Government Medical College and Hospital, Sundargarh, established in 2022, is a full-fledged tertiary government medical college and hospital. The Government medical college and hospital Sundargarh is located at is built in the hilly terrains of a quaint, picturesque village of Sankara that covers 21 acres campus. Sundargarh is a mineral rich district in famous for its natural scenic beauty, hills, mountains, dense forest, natural waterfalls and mineral resources. This mineral rich district is enriched with iron, coal etc. and is a part of the industrial backbone of India.

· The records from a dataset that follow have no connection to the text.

impl JobScheduler {
    pub fn new() -> Self {
        Self {
            state: Mutex::new(SchedulerState {
                queue: PriorityQueue::new(),
                running: HashMap::new(),
                parked: HashMap::new(),
                stats: SchedulerStats::default(),
                shutdown: false,
            }),
            work_available: Condvar::new(),
            job_finished: Condvar::new(),
            cancellation: CancellationRegistry::new(),
            next_job_id: AtomicU64::new(1),
        }
    }

    fn lock(&self) -> MutexGuard<'_, SchedulerState> {
        self.state.lock().unwrap_or_else(PoisonError::into_inner)
    }

    /// Allocate a job id and its cancellation token without queueing anything
    pub fn reserve(&self) -> (JobId, CancellationToken) {
        let job_id = self.next_job_id.fetch_add(1, Ordering::Relaxed);
        let token = self.cancellation.register(job_id);
        (job_id, token)
    }

    /// Queue a previously reserved job.
    ///
    /// Returns `false` (and forgets the reservation) if the job was cancelled
    /// between reservation and queueing, or the scheduler is shut down.
    pub fn enqueue(&self, job_id: JobId, priority: JobPriority, tile: TileJob) -> bool {
        let cancelled = self
            .cancellation
            .get(job_id)
            .map_or(true, |token| token.is_cancelled());

        let mut state = self.lock();
        if cancelled || state.shutdown {
            drop(state);
            self.cancellation.unregister(job_id);
            return false;
        }

        state.queue.push(job_id, priority, tile);
        state.stats.jobs_submitted += 1;
        drop(state);

        self.work_available.notify_one();
        true
    }

    /// Reserve and queue in one step
    pub fn submit(&self, priority: JobPriority, tile: TileJob) -> (JobId, CancellationToken) {
        let (job_id, token) = self.reserve();
        self.enqueue(job_id, priority, tile);
        (job_id, token)
    }

    /// Take the highest priority job, waiting up to `timeout` for one.
    ///
    /// The job stays in the running set until [`complete_job`](Self::complete_job).
    pub fn next_job(&self, timeout: Duration) -> Option<(Job, CancellationToken)> {
        let deadline = Instant::now() + timeout;
        let mut state = self.lock();

        loop {
            if state.shutdown {
                return None;
            }
            if let Some(job) = state.queue.pop() {
                state.running.insert(job.id, job.clone());
                drop(state);
                let token = self.cancellation.get(job.id).unwrap_or_else(|| {
                    // Unknown ids only come from jobs cancelled mid-hand-off
                    let token = CancellationToken::new();
                    token.cancel();
                    token
                });
                return Some((job, token));
            }

            let now = Instant::now();
            if now >= deadline {
                return None;
            }
            let (guard, _) = self
                .work_available
                .wait_timeout(state, deadline - now)
                .unwrap_or_else(PoisonError::into_inner);
            state = guard;
        }
    }

    /// Mark a job as finished, whatever its outcome
    pub fn complete_job(&self, job_id: JobId) {
        let mut state = self.lock();
        if state.running.remove(&job_id).is_some() {
            state.stats.jobs_completed += 1;
        }
        drop(state);

        self.cancellation.unregister(job_id);
        self.job_finished.notify_all();
    }

    /// Move a running job aside until [`unpark_image`](Self::unpark_image)
    /// is called for its page.
    ///
    /// The worker that parked a job must not complete it. Returns `false`
    /// if the job is not running, is cancelled, or the scheduler is shut
    /// down; the caller then finishes the job as usual.
    pub fn park(&self, job_id: JobId) -> bool {
        let mut state = self.lock();
        let cancelled = self
            .cancellation
            .get(job_id)
            .map_or(true, |token| token.is_cancelled());
        if cancelled || state.shutdown {
            return false;
        }
        match state.running.remove(&job_id) {
            Some(job) => {
                state.parked.insert(job_id, job);
                true
            }
            None => false,
        }
    }

    /// Requeue every parked job of `image_id` at its original priority
    pub fn unpark_image(&self, image_id: ImageId) -> usize {
        let mut state = self.lock();
        let ids: Vec<JobId> = state
            .parked
            .values()
            .filter(|job| job.tile.image_id == image_id)
            .map(|job| job.id)
            .collect();
        for id in &ids {
            if let Some(job) = state.parked.remove(id) {
                state.queue.push(job.id, job.priority, job.tile);
            }
        }
        drop(state);

        if !ids.is_empty() {
            self.work_available.notify_all();
        }
        ids.len()
    }

    /// Cancel one job, queued, parked or running.
    ///
    /// A queued or parked job is removed outright; a running job only has
    /// its token cancelled. Returns `true` if the job was known.
    pub fn cancel_job(&self, job_id: JobId) -> bool {
        let known = self.cancellation.cancel(job_id);

        let mut state = self.lock();
        let mut removed = state.queue.remove_if(|job| job.id == job_id).len();
        if state.parked.remove(&job_id).is_some() {
            removed += 1;
        }
        state.stats.jobs_cancelled += removed as u64;
        drop(state);

        if removed > 0 {
            self.cancellation.unregister(job_id);
            self.job_finished.notify_all();
        }
        known || removed > 0
    }

    /// Cancel every queued, parked or running job matching `predicate`
    pub fn cancel_jobs_if<F>(&self, predicate: F) -> usize
    where
        F: Fn(&TileJob) -> bool,
    {
        let mut state = self.lock();
        let mut removed_ids: Vec<JobId> = state
            .queue
            .remove_if(|job| predicate(&job.tile))
            .iter()
            .map(|job| job.id)
            .collect();
        let parked: Vec<JobId> = state
            .parked
            .values()
            .filter(|job| predicate(&job.tile))
            .map(|job| job.id)
            .collect();
        for id in &parked {
            state.parked.remove(id);
        }
        removed_ids.extend(parked);
        state.stats.jobs_cancelled += removed_ids.len() as u64;
        let running: Vec<JobId> = state
            .running
            .values()
            .filter(|job| predicate(&job.tile))
            .map(|job| job.id)
            .collect();
        // Cancel running tokens before a worker can park one of them
        self.cancellation.cancel_many(&running);
        drop(state);

        self.cancellation.cancel_many(&removed_ids);
        for job_id in &removed_ids {
            self.cancellation.unregister(*job_id);
        }
        if !removed_ids.is_empty() {
            self.job_finished.notify_all();
        }

        removed_ids.len() + running.len()
    }

    /// Cancel all work for one page
    pub fn cancel_image(&self, image_id: ImageId) -> usize {
        self.cancel_jobs_if(|tile| tile.image_id == image_id)
    }

    /// Queued, parked and running jobs for `image_id`
    pub fn outstanding(&self, image_id: ImageId) -> usize {
        let state = self.lock();
        state
            .all_jobs()
            .filter(|job| job.tile.image_id == image_id)
            .count()
    }

    /// Outstanding jobs for `image_id` whose token is not cancelled
    pub fn live_jobs(&self, image_id: ImageId) -> Vec<(JobId, TileKey)> {
        let state = self.lock();
        let candidates: Vec<(JobId, TileKey)> = state
            .all_jobs()
            .filter(|job| job.tile.image_id == image_id)
            .map(|job| (job.id, job.tile.key))
            .collect();
        drop(state);

        candidates
            .into_iter()
            .filter(|(id, _)| {
                self.cancellation
                    .get(*id)
                    .is_some_and(|token| !token.is_cancelled())
            })
            .collect()
    }

    /// Block until no job for `image_id` is queued, parked or running.
    ///
    /// Returns `false` if `timeout` elapsed first.
    pub fn wait_until_idle(&self, image_id: ImageId, timeout: Duration) -> bool {
        let deadline = Instant::now() + timeout;
        let mut state = self.lock();

        loop {
            let busy = state.all_jobs().any(|job| job.tile.image_id == image_id);
            if !busy {
                return true;
            }
            let now = Instant::now();
            if now >= deadline || state.shutdown {
                return false;
            }
            let (guard, _) = self
                .job_finished
                .wait_timeout(state, deadline - now)
                .unwrap_or_else(PoisonError::into_inner);
            state = guard;
        }
    }

    /// Drop all queued and parked jobs and wake every waiting worker
    pub fn shutdown(&self) {
        let mut state = self.lock();
        state.shutdown = true;
        let mut dropped = state.queue.clear();
        dropped.extend(state.parked.drain().map(|(_, job)| job));
        state.stats.jobs_cancelled += dropped.len() as u64;
        drop(state);

        self.cancellation.cancel_all();
        for job in dropped {
            self.cancellation.unregister(job.id);
        }
        self.work_available.notify_all();
        self.job_finished.notify_all();
    }

    pub fn is_shut_down(&self) -> bool {
        self.lock().shutdown
    }

    pub fn pending_jobs(&self) -> usize {
        self.lock().queue.len()
    }

    pub fn running_jobs(&self) -> usize {
        self.lock().running.len()
    }

    pub fn parked_jobs(&self) -> usize {
        self.lock().parked.len()
    }

    pub fn stats(&self) -> SchedulerStats {
        let state = self.lock();
        let mut stats = state.stats.clone();
        stats.queue_size = state.queue.len();
        stats.running = state.running.len();
        stats.parked = state.parked.len();
        stats
    }

    pub fn get_cancellation_token(&self, job_id: JobId) -> Option<CancellationToken> {
        self.cancellation.get(job_id)
    }
}
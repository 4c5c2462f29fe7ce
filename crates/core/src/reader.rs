//! Open pages
//!
//! A [`ReaderImage`] is one page opened on a [`TileEngine`](crate::TileEngine).
//! The host calls [`update`](ReaderImage::update) whenever the viewport
//! changes and [`draw`](ReaderImage::draw) whenever it repaints; decoding
//! happens on the engine's workers in between.

use std::fmt;
use std::sync::Arc;
use std::time::Duration;

use log::{debug, info};
use pagetile_cache::{CacheEntry, TileSnapshot, TileStatus};
use pagetile_render::{
    DisplaySize, DrawStats, ImageId, ImageSource, RenderSurface, SourceDimensions, SurfaceContent,
    SurfaceTile, TileDescriptor, TileKey, TilePlanner,
};
use pagetile_scheduler::{DecodeGeneration, JobId, ViewportState};

use crate::decode::{DecodeScheduler, PageSource, UpdateSummary};
use crate::engine::EngineShared;
use crate::error::{PageError, PageResult};

/// One open page
///
/// Dropping a `ReaderImage` closes it: its queued jobs are cancelled and
/// every tile buffer it holds is returned to the memory budget.
pub struct ReaderImage {
    engine: Arc<EngineShared>,
    page: Arc<PageSource>,
    display_size: DisplaySize,
    tiles: Vec<TileDescriptor>,
    scheduler: DecodeScheduler,
    last_viewport: Option<ViewportState>,
    closed: bool,
}

impl ReaderImage {
    pub(crate) fn new(
        engine: Arc<EngineShared>,
        page: Arc<PageSource>,
        display_size: DisplaySize,
        tiles: Vec<TileDescriptor>,
    ) -> Self {
        let scheduler = DecodeScheduler::new(engine.config.prefetch_margin);
        Self {
            engine,
            page,
            display_size,
            tiles,
            scheduler,
            last_viewport: None,
            closed: false,
        }
    }

    pub fn id(&self) -> ImageId {
        self.page.id
    }

    pub fn source(&self) -> &ImageSource {
        &self.page.source
    }

    pub fn dimensions(&self) -> SourceDimensions {
        self.page.dimensions
    }

    pub fn display_size(&self) -> DisplaySize {
        self.display_size
    }

    pub fn tiles(&self) -> &[TileDescriptor] {
        &self.tiles
    }

    pub fn generation(&self) -> DecodeGeneration {
        self.scheduler.generation()
    }

    /// Bring the page's decodes in line with `viewport`.
    ///
    /// Cheap when nothing changed: tiles already ready or decoding at the
    /// right resolution are left alone.
    pub fn update(&mut self, viewport: &ViewportState) -> PageResult<UpdateSummary> {
        if self.engine.scheduler.is_shut_down() {
            return Err(PageError::Closed(self.page.id));
        }
        self.last_viewport = Some(*viewport);
        Ok(self
            .scheduler
            .run(&self.engine, self.page.id, &self.tiles, viewport))
    }

    /// Lay the page out at a new display size.
    ///
    /// If the tile grid changes every tile is dropped and, when a viewport
    /// has been seen, the last one is applied again.
    pub fn set_display_size(&mut self, display_size: DisplaySize) -> PageResult<Option<UpdateSummary>> {
        if !display_size.is_valid() {
            return Err(PageError::InvalidDisplaySize {
                width: display_size.width,
                height: display_size.height,
            });
        }
        if display_size == self.display_size {
            return Ok(None);
        }

        self.display_size = display_size;
        let tiles = TilePlanner::new(self.engine.config.max_tile_pixels).plan(self.page.dimensions, display_size);
        if tiles != self.tiles {
            debug!("{}: replanned into {} tiles", self.page.id, tiles.len());
            let jobs = self.engine.cache.release_all(self.page.id);
            self.cancel_jobs(jobs);
            self.tiles = tiles;
            self.scheduler.reset();
        }

        match self.last_viewport {
            Some(viewport) => self.update(&viewport).map(Some),
            None => Ok(None),
        }
    }

    /// Immutable view of this page's tiles
    pub fn snapshot(&self) -> TileSnapshot {
        self.engine.cache.snapshot(self.page.id)
    }

    pub fn tile(&self, key: TileKey) -> Option<CacheEntry> {
        self.engine.cache.get(self.page.id, key)
    }

    pub fn tile_status(&self, key: TileKey) -> Option<TileStatus> {
        self.engine.cache.status(self.page.id, key)
    }

    /// Every tile of the page with what it can currently show
    pub fn surface_tiles(&self) -> Vec<SurfaceTile> {
        let snapshot = self.snapshot();
        self.tiles
            .iter()
            .map(|tile| {
                let content = match snapshot.get(&tile.key) {
                    Some(entry) => match &entry.pixels {
                        Some(pixels) => SurfaceContent::Pixels {
                            pixels: Arc::clone(pixels),
                            fallback: entry.is_fallback,
                        },
                        None if entry.status == TileStatus::Failed => SurfaceContent::Error,
                        None => SurfaceContent::Loading,
                    },
                    None => SurfaceContent::Loading,
                };
                SurfaceTile {
                    key: tile.key,
                    display_rect: tile.display_rect,
                    content,
                }
            })
            .collect()
    }

    /// Draw the page as currently decoded
    pub fn draw(&self, surface: &mut dyn RenderSurface, viewport: &ViewportState) -> DrawStats {
        self.engine
            .compositor()
            .draw(&self.surface_tiles(), viewport.transform(), surface)
    }

    /// Stop decoding a page that left the reader window but stays open.
    ///
    /// Ready tiles stay cached as eviction candidates and the full decode is
    /// released; the next [`update`](Self::update) resumes work.
    pub fn suspend(&mut self) {
        let jobs = self.engine.cache.suspend(self.page.id);
        let cancelled = self.cancel_jobs(jobs);
        self.page.release_full_decode();
        self.scheduler.reset();
        debug!("{}: suspended, {} jobs cancelled", self.page.id, cancelled);
    }

    /// Queued or running jobs of this page that have not been cancelled
    pub fn live_jobs(&self) -> Vec<(JobId, TileKey)> {
        self.engine.scheduler.live_jobs(self.page.id)
    }

    /// Block until none of this page's jobs is queued or running
    pub fn wait_until_settled(&self, timeout: Duration) -> bool {
        self.engine.scheduler.wait_until_idle(self.page.id, timeout)
    }

    /// Close the page, cancelling its jobs and releasing its tiles
    pub fn close(mut self) {
        self.shutdown();
    }

    fn cancel_jobs(&self, jobs: Vec<JobId>) -> usize {
        jobs.into_iter()
            .filter(|job| self.engine.scheduler.cancel_job(*job))
            .count()
    }

    fn shutdown(&mut self) {
        if self.closed {
            return;
        }
        self.closed = true;

        let id = self.page.id;
        let queued = self.engine.scheduler.cancel_image(id);
        let jobs = self.engine.cache.release_all(id);
        self.cancel_jobs(jobs);
        self.page.release_full_decode();
        self.engine.unregister(id);
        info!("closed {} ({} jobs cancelled)", id, queued);
    }
}

impl fmt::Debug for ReaderImage {
    fn fmt(&self, f: &mut fmt::Formatter<'_>) -> fmt::Result {
        f.debug_struct("ReaderImage")
            .field("id", &self.page.id)
            .field("dimensions", &self.page.dimensions)
            .field("display_size", &self.display_size)
            .field("tiles", &self.tiles.len())
            .field("generation", &self.scheduler.generation())
            .finish()
    }
}

impl Drop for ReaderImage {
    fn drop(&mut self) {
        self.shutdown();
    }
}

#[cfg(test)]
mod tests {
    use super::*;
    use crate::{EngineConfig, TileEngine};
    use pagetile_render::testing::SyntheticBackend;
    use pagetile_render::RgbaCanvas;

    fn engine() -> (TileEngine, SyntheticBackend) {
        let backend = SyntheticBackend::new(1, 1);
        let config = EngineConfig::default()
            .with_worker_count(2)
            .with_max_tile_pixels(1_000_000);
        let engine = TileEngine::new(Arc::new(backend.clone()), config).unwrap();
        (engine, backend)
    }

    #[test]
    fn test_surface_tiles_cover_page_before_decoding() {
        let (engine, _backend) = engine();
        let page = engine
            .open(SyntheticBackend::source(2000, 2000), DisplaySize::new(2000.0, 2000.0))
            .unwrap();

        let tiles = page.surface_tiles();
        assert_eq!(tiles.len(), page.tiles().len());
        assert!(tiles
            .iter()
            .all(|t| matches!(t.content, SurfaceContent::Loading)));
    }

    #[test]
    fn test_draw_after_settle_uses_pixels() {
        let (engine, _backend) = engine();
        let mut page = engine
            .open(SyntheticBackend::source(2000, 1000), DisplaySize::new(200.0, 100.0))
            .unwrap();
        let viewport = ViewportState::new(200.0, 100.0);

        page.update(&viewport).unwrap();
        assert!(page.wait_until_settled(Duration::from_secs(5)));

        let mut canvas = RgbaCanvas::new(200, 100);
        let stats = page.draw(&mut canvas, &viewport);
        assert_eq!(stats.placeholders, 0);
        assert_eq!(stats.drawn, page.tiles().len());
    }

    #[test]
    fn test_set_display_size_replans() {
        let (engine, _backend) = engine();
        let mut page = engine
            .open(SyntheticBackend::source(4000, 4000), DisplaySize::new(4000.0, 4000.0))
            .unwrap();
        let before = page.tiles().to_vec();

        assert_eq!(page.set_display_size(DisplaySize::new(4000.0, 4000.0)).unwrap(), None);
        page.set_display_size(DisplaySize::new(1000.0, 1000.0)).unwrap();
        assert_ne!(page.tiles(), &before[..]);
        assert!(matches!(
            page.set_display_size(DisplaySize::new(f32::NAN, 1.0)),
            Err(PageError::InvalidDisplaySize { .. })
        ));
    }
}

The Government medical college and hospital Sundargarh was initiated to provide optimum health facilities to improve the doctor population ratio to the population of the district. Which is the mostly tribal. The foundation stone was laid by Honourable Chief Minister Sri Naveen Patnaik on Dt.22.01.2014.  The college and hospital building was completed within a span of 7 Years and was functional by Dt.25.06.2021. The hospital building was used as a covid facility during the covid-19 pandemic. The institution is located in the suburban sprawl of 21 acres adjacent to the Rourkela & Sambalpur Biju Express Highway and in well connected with Airways, Railways and Roadways. The nearest airport is located at Jharsuguda is about 22 km, railway station at Jharsuguda is about 30 km.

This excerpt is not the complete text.